The team thinks this intentional approach could be used for other sustainable hardwood harvesting projects. They point to a few historic models: Every 20 years, the Ise Shrine in Kyoto, Japan, is rebuilt with the exact same dimensions using 10,000 cedar logs. The shrine, which has been rebuilt in this way for the past 1,300 years, has set aside a forest that will be harvested in 200 years for the ritual reconstruction. And in Sweden, in the 1800s, some 300,000 trees were planted to create wood for the Swedish navy. When they were ready to harvest in 1975, Sweden no longer built ships out of wood, but the 900-acre forest of oaks remains preserved.
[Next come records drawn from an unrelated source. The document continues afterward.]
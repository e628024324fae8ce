//! Simulated media framework.
//!
//! Stands in for a real media stack so the compositor can be run and tested
//! without decoders or a display. Each source URI is backed by a
//! [`SimSource`] script describing which pads appear, when, and how the
//! stream ends.
//!
//! # URI resolution
//!
//! - URIs registered with [`SimFramework::with_source`] use their script.
//! - `sim://name?key=value&...` builds a script from the query:
//!   `duration_ms`, `audio` (decoder also exposes an audio pad),
//!   `repeat` (every pad is announced twice) and `error` (the source fails
//!   with the given message).
//! - `file://path` resolves when the path exists.
//! - Anything else fails at start-up with an error on the bus.
//!
//! # Threads
//!
//! Entering `Playing` spawns one thread per source. It announces the
//! source's pads after `discover_delay`. Once the source pad is linked to a
//! decoder, a decoder thread announces the decoded pads after
//! `decode_delay` and plays for `duration`. When every chain has finished
//! the bus receives end-of-stream. Returning to `Null` stops and joins every
//! thread.

use std::collections::HashMap;
use std::path::Path;
use std::sync::atomic::{AtomicBool, AtomicUsize, Ordering};
use std::sync::Arc;
use std::thread::{self, JoinHandle};
use std::time::Duration;

use crossbeam_channel::{Receiver, RecvTimeoutError, Sender};
use parking_lot::Mutex;
use tracing::{debug, trace, warn};

use super::{BusMessage, MediaFramework, PadAdded, PadNotifier};
use crate::pipeline::id::NodeId;
use crate::pipeline::lifecycle::PipelineState;
use crate::pipeline::node_kind::NodeKind;
use crate::pipeline::pad::{MediaCaps, PadInfo, PadSpec};
use crate::pipeline::registry::NodeConfig;

/// Script for one simulated source.
#[derive(Debug, Clone, PartialEq)]
pub struct SimSource {
    /// Pads the source announces once the container is parsed.
    pub source_pads: Vec<PadSpec>,
    /// Pads the decoder announces once the codec is known.
    pub decoder_pads: Vec<PadSpec>,
    pub discover_delay: Duration,
    pub decode_delay: Duration,
    /// Playback time after the decoder starts.
    pub duration: Duration,
    /// Announce every pad twice.
    pub repeat_announcements: bool,
    /// Fail with this message instead of announcing pads.
    pub error: Option<String>,
}

impl Default for SimSource {
    fn default() -> Self {
        Self {
            source_pads: vec![PadSpec::new("src_0", MediaCaps::VIDEO_ENCODED)],
            decoder_pads: vec![PadSpec::new("src_0", MediaCaps::VIDEO_RAW)],
            discover_delay: Duration::from_millis(5),
            decode_delay: Duration::from_millis(5),
            duration: Duration::from_millis(300),
            repeat_announcements: false,
            error: None,
        }
    }
}

impl SimSource {
    pub fn with_duration(mut self, duration: Duration) -> Self {
        self.duration = duration;
        self
    }

    /// Replace the decoder's pads.
    pub fn with_decoder_pads(mut self, pads: Vec<PadSpec>) -> Self {
        self.decoder_pads = pads;
        self
    }

    /// Add an audio pad next to the decoder's video pad.
    pub fn with_audio(mut self) -> Self {
        let index = self.decoder_pads.len();
        self.decoder_pads
            .push(PadSpec::new(format!("src_{}", index), MediaCaps::AUDIO_RAW));
        self
    }

    pub fn repeated(mut self) -> Self {
        self.repeat_announcements = true;
        self
    }

    pub fn failing(mut self, message: impl Into<String>) -> Self {
        self.error = Some(message.into());
        self
    }

    /// Build a script from the query part of a `sim://` URI.
    fn from_query(rest: &str) -> Self {
        let mut script = SimSource::default();
        let Some((_, query)) = rest.split_once('?') else {
            return script;
        };
        for pair in query.split('&').filter(|p| !p.is_empty()) {
            let (key, value) = pair.split_once('=').unwrap_or((pair, "true"));
            let enabled = !matches!(value, "0" | "false" | "no");
            match key {
                "duration_ms" => match value.parse::<u64>() {
                    Ok(ms) => script.duration = Duration::from_millis(ms),
                    Err(_) => warn!("Ignoring bad duration_ms '{}'", value),
                },
                "audio" if enabled => script = script.with_audio(),
                "repeat" => script.repeat_announcements = enabled,
                "error" => script.error = Some(value.replace('+', " ")),
                _ => trace!("Ignoring sim URI parameter '{}'", key),
            }
        }
        script
    }
}

#[derive(Debug, Clone)]
struct SimNode {
    kind: NodeKind,
    name: String,
    uri: Option<String>,
}

/// Threads and stop signal of the current `Playing` period.
#[derive(Default)]
struct Runtime {
    stop_tx: Option<Sender<()>>,
    stop_rx: Option<Receiver<()>>,
    threads: Vec<JoinHandle<()>>,
    /// Per source: set once a thread has taken responsibility for ending the chain.
    claims: HashMap<NodeId, Arc<AtomicBool>>,
}

struct Shared {
    scripts: Mutex<HashMap<String, SimSource>>,
    unavailable: Mutex<Vec<NodeKind>>,
    nodes: Mutex<HashMap<NodeId, SimNode>>,
    notifiers: Mutex<HashMap<NodeId, PadNotifier>>,
    bus_tx: Sender<BusMessage>,
    bus_rx: Receiver<BusMessage>,
    state: Mutex<PipelineState>,
    state_log: Mutex<Vec<PipelineState>>,
    link_log: Mutex<Vec<(String, String)>>,
    active_chains: AtomicUsize,
    terminal_posted: AtomicBool,
    runtime: Mutex<Runtime>,
}
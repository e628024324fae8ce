//! Pad descriptors and media capabilities.
//!
//! Each node kind declares its always-present pads via static `PadTemplate`
//! arrays. Dynamic and request pads are created later from the same
//! descriptor type. The registry uses the caps to validate links.

use std::fmt;

use crate::pipeline::id::{NodeId, PadId};

/// Broad media family of a stream.
#[derive(Debug, Clone, Copy, PartialEq, Eq, Hash)]
pub enum MediaKind {
    Video,
    Audio,
    /// Matches any kind.
    Any,
}

/// Whether the stream is still compressed.
#[derive(Debug, Clone, Copy, PartialEq, Eq, Hash)]
pub enum MediaFormat {
    Raw,
    Encoded,
    /// Matches any format.
    Any,
}

/// Media-type descriptor attached to every pad.
#[derive(Debug, Clone, Copy, PartialEq, Eq, Hash)]
pub struct MediaCaps {
    pub kind: MediaKind,
    pub format: MediaFormat,
}

impl MediaCaps {
    pub const ANY: MediaCaps = MediaCaps::new(MediaKind::Any, MediaFormat::Any);
    pub const VIDEO_RAW: MediaCaps = MediaCaps::new(MediaKind::Video, MediaFormat::Raw);
    pub const VIDEO_ENCODED: MediaCaps = MediaCaps::new(MediaKind::Video, MediaFormat::Encoded);
    pub const AUDIO_RAW: MediaCaps = MediaCaps::new(MediaKind::Audio, MediaFormat::Raw);
    pub const AUDIO_ENCODED: MediaCaps = MediaCaps::new(MediaKind::Audio, MediaFormat::Encoded);

    pub const fn new(kind: MediaKind, format: MediaFormat) -> Self {
        Self { kind, format }
    }

    /// Two descriptors are compatible when both kind and format intersect.
    pub fn is_compatible(&self, other: &MediaCaps) -> bool {
        let kind = self.kind == MediaKind::Any
            || other.kind == MediaKind::Any
            || self.kind == other.kind;
        let format = self.format == MediaFormat::Any
            || other.format == MediaFormat::Any
            || self.format == other.format;
        kind && format
    }
}

impl fmt::Display for MediaCaps {
    fn fmt(&self, f: &mut fmt::Formatter<'_>) -> fmt::Result {
        let kind = match self.kind {
            MediaKind::Video => "video",
            MediaKind::Audio => "audio",
            MediaKind::Any => "*",
        };
        let format = match self.format {
            MediaFormat::Raw => "raw",
            MediaFormat::Encoded => "encoded",
            MediaFormat::Any => "*",
        };
        write!(f, "{}/{}", kind, format)
    }
}

/// Whether a pad is an input or output.
#[derive(Debug, Clone, Copy, PartialEq, Eq, Hash)]
pub enum PadDirection {
    Input,
    Output,
}

/// How a pad comes into existence.
#[derive(Debug, Clone, Copy, PartialEq, Eq, Hash)]
pub enum PadPresence {
    /// Created together with the node.
    Always,
    /// Announced by the node once it starts processing.
    Sometimes,
    /// Created on demand (compositor inputs).
    Request,
}

/// Static descriptor for a node's pad.
#[derive(Debug, Clone)]
pub struct PadTemplate {
    pub name: &'static str,
    pub direction: PadDirection,
    pub caps: MediaCaps,
}

impl PadTemplate {
    pub const fn input(name: &'static str, caps: MediaCaps) -> Self {
        Self {
            name,
            direction: PadDirection::Input,
            caps,
        }
    }

    pub const fn output(name: &'static str, caps: MediaCaps) -> Self {
        Self {
            name,
            direction: PadDirection::Output,
            caps,
        }
    }
}

/// Description of a pad announced by a producer at runtime.
#[derive(Debug, Clone, PartialEq, Eq)]
pub struct PadSpec {
    pub name: String,
    pub caps: MediaCaps,
}

impl PadSpec {
    pub fn new(name: impl Into<String>, caps: MediaCaps) -> Self {
        Self {
            name: name.into(),
            caps,
        }
    }
}

/// Read-only view of a registered pad.
#[derive(Debug, Clone, PartialEq, Eq)]
pub struct PadInfo {
    pub id: PadId,
    pub node: NodeId,
    pub name: String,
    pub direction: PadDirection,
    pub presence: PadPresence,
    pub caps: MediaCaps,
    /// The pad on the other end of this pad's link, if any.
    pub peer: Option<PadId>,
}

impl PadInfo {
    pub fn is_linked(&self) -> bool {
        self.peer.is_some()
    }
}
NYC government is rightfully trying to eliminate the use of tropical hardwoods in its boardwalks, as the vast majority of these woods are illegally harvested, causing great damage to fragile rainforest ecosystems. So it’s unclear whether the Brooklyn Bridge Forest concept will move forward. But also worth noting: recent efforts to replace the tropical hardwood boardwalk in Coney Island with more resilient concrete mixed with recycled plastic resulted in some irate New Yorkers.
The winning submission in the young adult category may have found a solution that avoids the tropical hardwood issue altogether. Do Look Down, a proposal created by Shannon Hui, Kwans Kim, and Yujin Kim, from Hong Kong, NYC, and Berkeley, California, aims to incorporate glass instead of wood for the promenade. There would be thrills galore while looking down, at least for those not afraid of heights.